_Your assignment_. Locate the string "insert" in the records below. Copy every line where it occurs.

_Saved data entries_.
####
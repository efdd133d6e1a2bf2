use serde::{Deserialize, Serialize};

use crate::OAuthToken;

pub const REQUEST_TOKEN_KEY: &str = "dropbox_request_token";
pub const ACCESS_TOKEN_KEY: &str = "dropbox_access_token";

/// What the session cookie carries between requests.
#[derive(Debug, Clone, Default, PartialEq, Eq, Serialize, Deserialize)]
pub struct SessionState {
    #[serde(
        rename = "dropbox_request_token",
        default,
        skip_serializing_if = "Option::is_none"
    )]
    pub(crate) request_token: Option<OAuthToken>,
    #[serde(
        rename = "dropbox_access_token",
        default,
        skip_serializing_if = "Option::is_none"
    )]
    pub(crate) access_token: Option<OAuthToken>,
}

impl SessionState {
    pub fn request_token(&self) -> Option<&OAuthToken> {
        self.request_token.as_ref()
    }

    pub fn access_token(&self) -> Option<&OAuthToken> {
        self.access_token.as_ref()
    }

    pub fn is_authenticated(&self) -> bool {
        self.access_token.is_some()
    }

    pub fn is_empty(&self) -> bool {
        self.request_token.is_none() && self.access_token.is_none()
    }
}
use http::{HeaderMap, Uri, header::HOST};

/// `{scheme}://{host}/` of the current request.
///
/// `X-Forwarded-Proto` and `X-Forwarded-Host` are only read when
/// `trust_forwarded` is set, any client can send them.
pub(crate) fn host_url(headers: &HeaderMap, uri: &Uri, trust_forwarded: bool) -> String {
    let forwarded = |name| {
        if trust_forwarded {
            header_str(headers, name)
        } else {
            None
        }
    };

    let scheme = uri
        .scheme_str()
        .or_else(|| forwarded("x-forwarded-proto"))
        .unwrap_or("http");

    let host = forwarded("x-forwarded-host")
        .or_else(|| header_str(headers, HOST.as_str()))
        .or_else(|| uri.authority().map(|a| a.as_str()))
        .unwrap_or("localhost");

    format!("{scheme}://{host}/")
}

fn header_str<'a>(headers: &'a HeaderMap, name: &str) -> Option<&'a str> {
    headers.get(name)?.to_str().ok()
}

#[cfg(test)]
mod utils {
    use http::{HeaderMap, HeaderValue, Uri};

    use super::host_url;

    #[test]
    fn host() {
        let uri = Uri::from_static("/dropbox/login");
        assert_eq!(host_url(&HeaderMap::new(), &uri, false), "http://localhost/");

        let mut headers = HeaderMap::new();
        headers.insert("host", HeaderValue::from_static("example.com:8080"));
        assert_eq!(host_url(&headers, &uri, false), "http://example.com:8080/");

        let uri = Uri::from_static("https://files.example.com/x");
        assert_eq!(host_url(&HeaderMap::new(), &uri, false), "https://files.example.com/");
    }

    #[test]
    fn forwarded_headers() {
        let uri = Uri::from_static("/dropbox/login");
        let mut headers = HeaderMap::new();
        headers.insert("host", HeaderValue::from_static("example.com:8080"));
        headers.insert("x-forwarded-proto", HeaderValue::from_static("https"));
        headers.insert("x-forwarded-host", HeaderValue::from_static("evil.example.org"));

        assert_eq!(host_url(&headers, &uri, false), "http://example.com:8080/");
        assert_eq!(host_url(&headers, &uri, true), "https://evil.example.org/");
    }
}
####
_Output_.
        headers.insert("host", HeaderValue::from_static("example.com:8080"));
        headers.insert("host", HeaderValue::from_static("example.com:8080"));
        headers.insert("x-forwarded-proto", HeaderValue::from_static("https"));
        headers.insert("x-forwarded-host", HeaderValue::from_static("evil.example.org"));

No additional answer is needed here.